A bit of a niche industry -
Brixton was home to the London County Council Tramways, and later London Transport ticket printing and ticket machine maintenance works.
Effra Road printing works. A female worker works on a wire stapling machine that bundles the tickets into batches of fifty ready for dispatch.
Photographed by Richard Sharpe, 1949
This building was on the site that's now Halfords etc.
John Stephens (left) and George Sawyer (right) carrying out maintenance work on some Gibson ticket machines at Stockwell Works.
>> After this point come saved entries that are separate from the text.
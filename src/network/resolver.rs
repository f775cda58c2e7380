//! Public address resolution over a fallback chain of lookup endpoints.

use std::time::Duration;

use thiserror::Error;

use super::{Address, AddressError, Endpoint};
use crate::transport::{HttpClient, HttpError, HttpRequest};

/// Default per-endpoint timeout.
pub const DEFAULT_LOOKUP_TIMEOUT: Duration = Duration::from_secs(5);

/// How much of a rejected body is kept for diagnostics.
const MAX_RAW_EXCERPT: usize = 64;

/// Why a single endpoint lookup produced no address.
///
/// Request-class failures mean "this endpoint is unusable right now" and the
/// resolver moves on to the next one. Anything else means the resolver
/// itself is in trouble and resolution stops.
#[derive(Debug, Error)]
pub enum LookupError {
    /// The request never produced a response (timeout, DNS, refused, TLS).
    #[error("Request to {endpoint} failed: {source}")]
    Request {
        /// Endpoint that was queried
        endpoint: Endpoint,
        /// Underlying transport error
        #[source]
        source: HttpError,
    },

    /// The endpoint answered with a non-2xx status.
    #[error("Endpoint {endpoint} answered with status {status}")]
    Status {
        /// Endpoint that was queried
        endpoint: Endpoint,
        /// The status code received
        status: http::StatusCode,
    },

    /// The endpoint answered, but not with an IPv4 address.
    #[error("Endpoint {endpoint} returned invalid address '{raw}'")]
    InvalidAddress {
        /// Endpoint that was queried
        endpoint: Endpoint,
        /// Trimmed response body, cut after a short excerpt
        raw: String,
        /// Validation failure
        #[source]
        source: AddressError,
    },

    /// The lookup failed in a way not attributable to the endpoint.
    #[error("Unexpected failure querying {endpoint}: {reason}")]
    Unexpected {
        /// Endpoint that was being queried
        endpoint: Endpoint,
        /// Description of the failure
        reason: String,
    },
}

impl LookupError {
    /// Returns true if resolution should fall through to the next endpoint.
    #[must_use]
    pub const fn is_request_class(&self) -> bool {
        matches!(self, Self::Request { .. } | Self::Status { .. })
    }

    /// Returns the endpoint the failure belongs to.
    #[must_use]
    pub const fn endpoint(&self) -> &Endpoint {
        match self {
            Self::Request { endpoint, .. }
            | Self::Status { endpoint, .. }
            | Self::InvalidAddress { endpoint, .. }
            | Self::Unexpected { endpoint, .. } => endpoint,
        }
    }
}

/// Determines the caller's public IPv4 address.
pub trait AddressResolver: Send + Sync {
    /// Tries `endpoints` strictly in order and returns the first valid address.
    ///
    /// Returns `None` when every endpoint failed or when an unexpected
    /// failure aborted the chain. Failures are logged, never returned.
    fn resolve(
        &self,
        endpoints: &[Endpoint],
    ) -> impl std::future::Future<Output = Option<Address>> + Send;
}

/// Resolver that GETs each endpoint and reads the address from the body.
///
/// # Logging
///
/// Each failed endpoint produces exactly one log record: a warning for a
/// request-class failure, an error for an invalid payload or an unexpected
/// failure. Exhausting the chain adds no further record; reporting that is
/// the caller's job.
///
/// # Example
///
/// ```no_run
/// use ipwatch::network::{AddressResolver, Endpoint, HttpAddressResolver};
/// use ipwatch::transport::ReqwestClient;
///
/// # async fn example() {
/// let resolver = HttpAddressResolver::new(ReqwestClient::new());
/// let endpoints = [Endpoint::parse("https://api.ipify.org").unwrap()];
/// if let Some(address) = resolver.resolve(&endpoints).await {
///     println!("public address: {address}");
/// }
/// # }
/// ```
#[derive(Debug, Clone)]
pub struct HttpAddressResolver<H> {
    client: H,
    timeout: Duration,
}

impl<H> HttpAddressResolver<H> {
    /// Creates a resolver with the default per-endpoint timeout.
    #[must_use]
    pub const fn new(client: H) -> Self {
        Self {
            client,
            timeout: DEFAULT_LOOKUP_TIMEOUT,
        }
    }

    /// Sets the per-endpoint timeout.
    #[must_use]
    pub const fn with_timeout(mut self, timeout: Duration) -> Self {
        self.timeout = timeout;
        self
    }

    /// Returns the per-endpoint timeout.
    #[must_use]
    pub const fn timeout(&self) -> Duration {
        self.timeout
    }
}

impl<H: HttpClient> HttpAddressResolver<H> {
    /// Queries a single endpoint.
    ///
    /// # Errors
    ///
    /// Returns a [`LookupError`] classifying why no address was obtained.
    pub async fn lookup(&self, endpoint: &Endpoint) -> Result<Address, LookupError> {
        let request = HttpRequest::get(endpoint.url().clone()).with_timeout(self.timeout);

        let response = self.client.request(request).await.map_err(|e| {
            if e.is_transport() {
                LookupError::Request {
                    endpoint: endpoint.clone(),
                    source: e,
                }
            } else {
                LookupError::Unexpected {
                    endpoint: endpoint.clone(),
                    reason: e.to_string(),
                }
            }
        })?;

        if !response.is_success() {
            return Err(LookupError::Status {
                endpoint: endpoint.clone(),
                status: response.status,
            });
        }

        let body = String::from_utf8_lossy(&response.body);
        let raw = body.trim();

        Address::parse(raw).map_err(|source| LookupError::InvalidAddress {
            endpoint: endpoint.clone(),
            raw: excerpt(raw),
            source,
        })
    }
}

impl<H: HttpClient> AddressResolver for HttpAddressResolver<H> {
    async fn resolve(&self, endpoints: &[Endpoint]) -> Option<Address> {
        for endpoint in endpoints {
            match self.lookup(endpoint).await {
                Ok(address) => {
                    tracing::debug!("Resolved {address} via {endpoint}");
                    return Some(address);
                }
                Err(e) if e.is_request_class() => {
                    tracing::warn!("Skipping endpoint: {e}");
                }
                Err(e @ LookupError::InvalidAddress { .. }) => {
                    tracing::error!("{e}");
                }
                Err(e) => {
                    tracing::error!("Address resolution aborted: {e}");
                    return None;
                }
            }
        }

        None
    }
}

/// Returns at most [`MAX_RAW_EXCERPT`] bytes of `raw`, on a char boundary.
fn excerpt(raw: &str) -> String {
    if raw.len() <= MAX_RAW_EXCERPT {
        return raw.to_string();
    }

    let mut end = MAX_RAW_EXCERPT;
    while !raw.is_char_boundary(end) {
        end -= 1;
    }
    format!("{}...", &raw[..end])
}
Photographed by Colin Tait, Feb 1955
In LCC days, and until the mid 50s, when the use of 'bell punch' tickets ended, the Effra Road site concentrated on printing, the 'Stockwell' site was on Stockwell Road, Brixton, and concentrated on ticket machine repair, although in LCC days, ticket punches were made there as well. The prototype 'Gibson' ticket machine was probably made there to the design of and under supervision of Mr George Gibson who was the works superintendent. (the production model was made in Tring, Herts)
I am trying to nail down the exact site of this, it is on record as being part of a former horse tram depot, but there were 2 such sites on Stockwell Road.
At some point in the 1950s, both functions were concentrated on the Effra Road site which was reconstructed after war damage. The works closed in the late 1980s as privatisation / outsourcing became policy.